Suppose that $(a_1, b_1) + (c_1, d_1) = (a_1d_1 + b_1c_1, b_1d_1)$. Prove this addition is well-defined.

Question

I know that if $(a_1, b_1) + (c_1, d_1) = (a_1 + c_1, b_1 + d_1)$, there can be $(a_1, b_1) \equiv (a_2, b_2)$ and $(c_1, d_1) \equiv (c_2, d_2)$ such that $(a_1, b_1) + (c_1, d_1) \not \equiv (a_2, b_2) + (c_2, d_2)$.

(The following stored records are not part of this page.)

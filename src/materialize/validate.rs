//! Work item name collision checks.
//!
//! Names are compared case-insensitively against the project's existing work
//! items and against each other. Every collision is reported at once so the
//! caller can fix the whole batch in one round-trip.

use crate::db::work_items::list_work_item_names_internal;
use crate::error::{MaterializeError, MaterializeResult};
use rusqlite::Connection;
use serde::Serialize;
use std::collections::HashMap;

/// A name that would be created by this call.
#[derive(Debug, Clone, PartialEq, Eq)]
pub struct ProposedName {
    /// Request node (or catalog template) id the name belongs to.
    pub node_id: String,
    pub name: String,
}

impl ProposedName {
    pub fn new(node_id: impl Into<String>, name: impl Into<String>) -> Self {
        Self {
            node_id: node_id.into(),
            name: name.into(),
        }
    }
}

/// One colliding name and the nodes that proposed it.
#[derive(Debug, Clone, PartialEq, Eq, Serialize)]
#[serde(rename_all = "camelCase")]
pub struct NameCollision {
    pub name: String,
    pub node_ids: Vec<String>,
    /// Set when the name clashes with a work item already in the project.
    #[serde(skip_serializing_if = "Option::is_none")]
    pub existing_work_item_id: Option<String>,
}

fn name_key(name: &str) -> String {
    name.trim().to_lowercase()
}

/// Find every collision among `proposed` and against `existing` (id, name)
/// pairs. Collisions are returned in the order their names first appear.
pub fn find_collisions(existing: &[(String, String)], proposed: &[ProposedName]) -> Vec<NameCollision> {
    let existing_by_key: HashMap<String, &str> = existing
        .iter()
        .map(|(id, name)| (name_key(name), id.as_str()))
        .collect();

    let mut order: Vec<String> = Vec::new();
    let mut by_key: HashMap<String, (String, Vec<String>)> = HashMap::new();
    for p in proposed {
        let key = name_key(&p.name);
        let entry = by_key.entry(key.clone()).or_insert_with(|| {
            order.push(key);
            (p.name.clone(), Vec::new())
        });
        entry.1.push(p.node_id.clone());
    }

    order
        .into_iter()
        .filter_map(|key| {
            let (name, node_ids) = by_key.remove(&key)?;
            let existing_id = existing_by_key.get(&key).map(|id| id.to_string());
            if existing_id.is_some() || node_ids.len() > 1 {
                Some(NameCollision {
                    name,
                    node_ids,
                    existing_work_item_id: existing_id,
                })
            } else {
                None
            }
        })
        .collect()
}

/// Fail with `DuplicateName` if any proposed name collides.
pub fn validate_names(
    conn: &Connection,
    project_id: &str,
    proposed: &[ProposedName],
) -> MaterializeResult<()> {
    let existing = list_work_item_names_internal(conn, project_id)?;
    let collisions = find_collisions(&existing, proposed);

    if collisions.is_empty() {
        tracing::debug!(project_id, names = proposed.len(), "work item names are unique");
        return Ok(());
    }

    tracing::warn!(
        project_id,
        collisions = collisions.len(),
        names = %collisions.iter().map(|c| c.name.as_str()).collect::<Vec<_>>().join(", "),
        "work item name collisions"
    );
    Err(MaterializeError::DuplicateName { collisions })
}

#[cfg(test)]
mod tests {
    use super::*;

    fn existing(pairs: &[(&str, &str)]) -> Vec<(String, String)> {
        pairs
            .iter()
            .map(|(id, name)| (id.to_string(), name.to_string()))
            .collect()
    }

    #[test]
    fn unique_names_pass() {
        let proposed = vec![ProposedName::new("T1", "Plan"), ProposedName::new("T2", "Build")];
        assert!(find_collisions(&existing(&[("W1", "Ship")]), &proposed).is_empty());
    }

    #[test]
    fn existing_name_collides_case_insensitively() {
        let proposed = vec![ProposedName::new("T1", "review")];
        let collisions = find_collisions(&existing(&[("W1", "Review")]), &proposed);

        assert_eq!(collisions.len(), 1);
        assert_eq!(collisions[0].name, "review");
        assert_eq!(collisions[0].node_ids, vec!["T1"]);
        assert_eq!(collisions[0].existing_work_item_id.as_deref(), Some("W1"));
    }

    #[test]
    fn in_batch_duplicates_collide() {
        let proposed = vec![
            ProposedName::new("T1", "Review"),
            ProposedName::new("T2", "Other"),
            ProposedName::new("T3", " REVIEW "),
        ];
        let collisions = find_collisions(&[], &proposed);

        assert_eq!(collisions.len(), 1);
        assert_eq!(collisions[0].node_ids, vec!["T1", "T3"]);
        assert!(collisions[0].existing_work_item_id.is_none());
    }

    #[test]
    fn all_collisions_are_reported_in_first_seen_order() {
        let proposed = vec![
            ProposedName::new("T1", "Beta"),
            ProposedName::new("T2", "Alpha"),
            ProposedName::new("T3", "Alpha"),
        ];
        let collisions = find_collisions(&existing(&[("W1", "beta")]), &proposed);

        let names: Vec<&str> = collisions.iter().map(|c| c.name.as_str()).collect();
        assert_eq!(names, vec!["Beta", "Alpha"]);
    }

    #[test]
    fn non_ascii_names_fold_case() {
        let proposed = vec![ProposedName::new("T1", "ÜBERPRÜFUNG")];
        let collisions = find_collisions(&existing(&[("W1", "überprüfung")]), &proposed);
        assert_eq!(collisions.len(), 1);
    }
}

So this is not well-defined. But why would the new addition be well-defined ?

Thank you!

Answer 1

We have an equivalence relation defined on pairs of numbers (assume for simplicity: naturals):

$(x,y) \equiv (z,w) \text { iff } xw=yz$,

where the product $xw$ is simply the product of two numbers (as well as $x+y$ is the sum of numbers).

We define the sum of pairs as follows (in terms of sum and product of numbers):

$(x,y)+(a,b)=(xb+ya,yb)$.

This product is again a pair, but we have to check that the operation is well-defined, i.e. that:

if $(x,y) \equiv (z,w) \text { and } (a,b) \equiv (c,d)$,

then the result does not change, i.e. that:

$(x,y)+(a,b)=(z,w)+(c,d)$.

In order to do this, we have to use the definition of sum of pairs, and verify that:

$(xb+ya,yb)=(zd+wc,wd)$.

But this in turn amounts to verify that:

$[xb+ya]wd=[zd+wc]yb$

where now we have no more pairs but numbers and operations with numbers.